DIRECTIONS:
Output everything in the listing exactly, with no line missing.

** INPUT RECORDS follows **

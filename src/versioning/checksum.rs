//! SHA-256 content checksums
//!
//! Checksums serve two purposes in the versioning core:
//! - Detect no-op writes: identical content never produces a new version
//! - Verify the encrypt/store/decrypt round-trip returned the original
//!   bytes
//!
//! Digests are lowercase hex, computed over the plaintext before
//! encryption.

use sha2::{Digest, Sha256};

/// Computes the SHA-256 hex digest of the provided content.
///
/// Deterministic: the same input always produces the same output.
pub fn compute_checksum(content: &[u8]) -> String {
    let mut hasher = Sha256::new();
    hasher.update(content);
    format!("{:x}", hasher.finalize())
}

/// Verifies that content matches an expected digest.
pub fn verify_checksum(content: &[u8], expected: &str) -> bool {
    compute_checksum(content) == expected
}
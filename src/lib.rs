//! lexvault - a strict, auditable document versioning and workflow
//! engine for legal case management
//!
//! Two tightly coupled cores:
//! - **Versioning**: every content mutation flows through
//!   [`versioning::VersionStore`], which guarantees exactly one current
//!   version per document, gap-free version numbers, and immutable
//!   history. [`restore::RestoreEngine`] materializes historical
//!   content as new versions; [`integrity::IntegrityValidator`] detects
//!   silent corruption.
//! - **Workflow**: [`workflow::WorkflowEngine`] advances review and
//!   approval workflows through a closed state machine. Its only
//!   systemic effect is the document lock the version store consults
//!   before every write.
//!
//! Encryption, access control, persistence, audit, and notification are
//! injected collaborators; in-memory and local-filesystem reference
//! implementations ship with the crate.

pub mod access;
pub mod audit;
pub mod blobstore;
pub mod config;
pub mod crypto;
pub mod integrity;
pub mod notify;
pub mod observability;
pub mod persistence;
pub mod restore;
pub mod versioning;
pub mod workflow;

pub use access::{AccessControl, Permission};
pub use audit::{AuditAction, AuditEntry, AuditRecorder};
pub use config::VaultConfig;
pub use integrity::{IntegrityReport, IntegrityValidator};
pub use restore::{RestoreEngine, RestoreOptions};
pub use versioning::{Document, Version, VersionStore};
pub use workflow::{Decision, Workflow, WorkflowEngine, WorkflowStatus};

** End of INPUT RECORDS **

EXERCISE SOLUTION:
filename src/versioning/checksum.rs
//! SHA-256 content checksums
//!
//! Checksums serve two purposes in the versioning core:
//! - Detect no-op writes: identical content never produces a new version
//! - Verify the encrypt/store/decrypt round-trip returned the original
//!   bytes
//!
//! Digests are lowercase hex, computed over the plaintext before
//! encryption.

use sha2::{Digest, Sha256};

/// Computes the SHA-256 hex digest of the provided content.
///
/// Deterministic: the same input always produces the same output.
pub fn compute_checksum(content: &[u8]) -> String {
    let mut hasher = Sha256::new();
    hasher.update(content);
    format!("{:x}", hasher.finalize())
}

/// Verifies that content matches an expected digest.
pub fn verify_checksum(content: &[u8], expected: &str) -> bool {
    compute_checksum(content) == expected
}
filename src/lib.rs
//! lexvault - a strict, auditable document versioning and workflow
//! engine for legal case management
//!
//! Two tightly coupled cores:
//! - **Versioning**: every content mutation flows through
//!   [`versioning::VersionStore`], which guarantees exactly one current
//!   version per document, gap-free version numbers, and immutable
//!   history. [`restore::RestoreEngine`] materializes historical
//!   content as new versions; [`integrity::IntegrityValidator`] detects
//!   silent corruption.
//! - **Workflow**: [`workflow::WorkflowEngine`] advances review and
//!   approval workflows through a closed state machine. Its only
//!   systemic effect is the document lock the version store consults
//!   before every write.
//!
//! Encryption, access control, persistence, audit, and notification are
//! injected collaborators; in-memory and local-filesystem reference
//! implementations ship with the crate.

pub mod access;
pub mod audit;
pub mod blobstore;
pub mod config;
pub mod crypto;
pub mod integrity;
pub mod notify;
pub mod observability;
pub mod persistence;
pub mod restore;
pub mod versioning;
pub mod workflow;

pub use access::{AccessControl, Permission};
pub use audit::{AuditAction, AuditEntry, AuditRecorder};
pub use config::VaultConfig;
pub use integrity::{IntegrityReport, IntegrityValidator};
pub use restore::{RestoreEngine, RestoreOptions};
pub use versioning::{Document, Version, VersionStore};
pub use workflow::{Decision, Workflow, WorkflowEngine, WorkflowStatus};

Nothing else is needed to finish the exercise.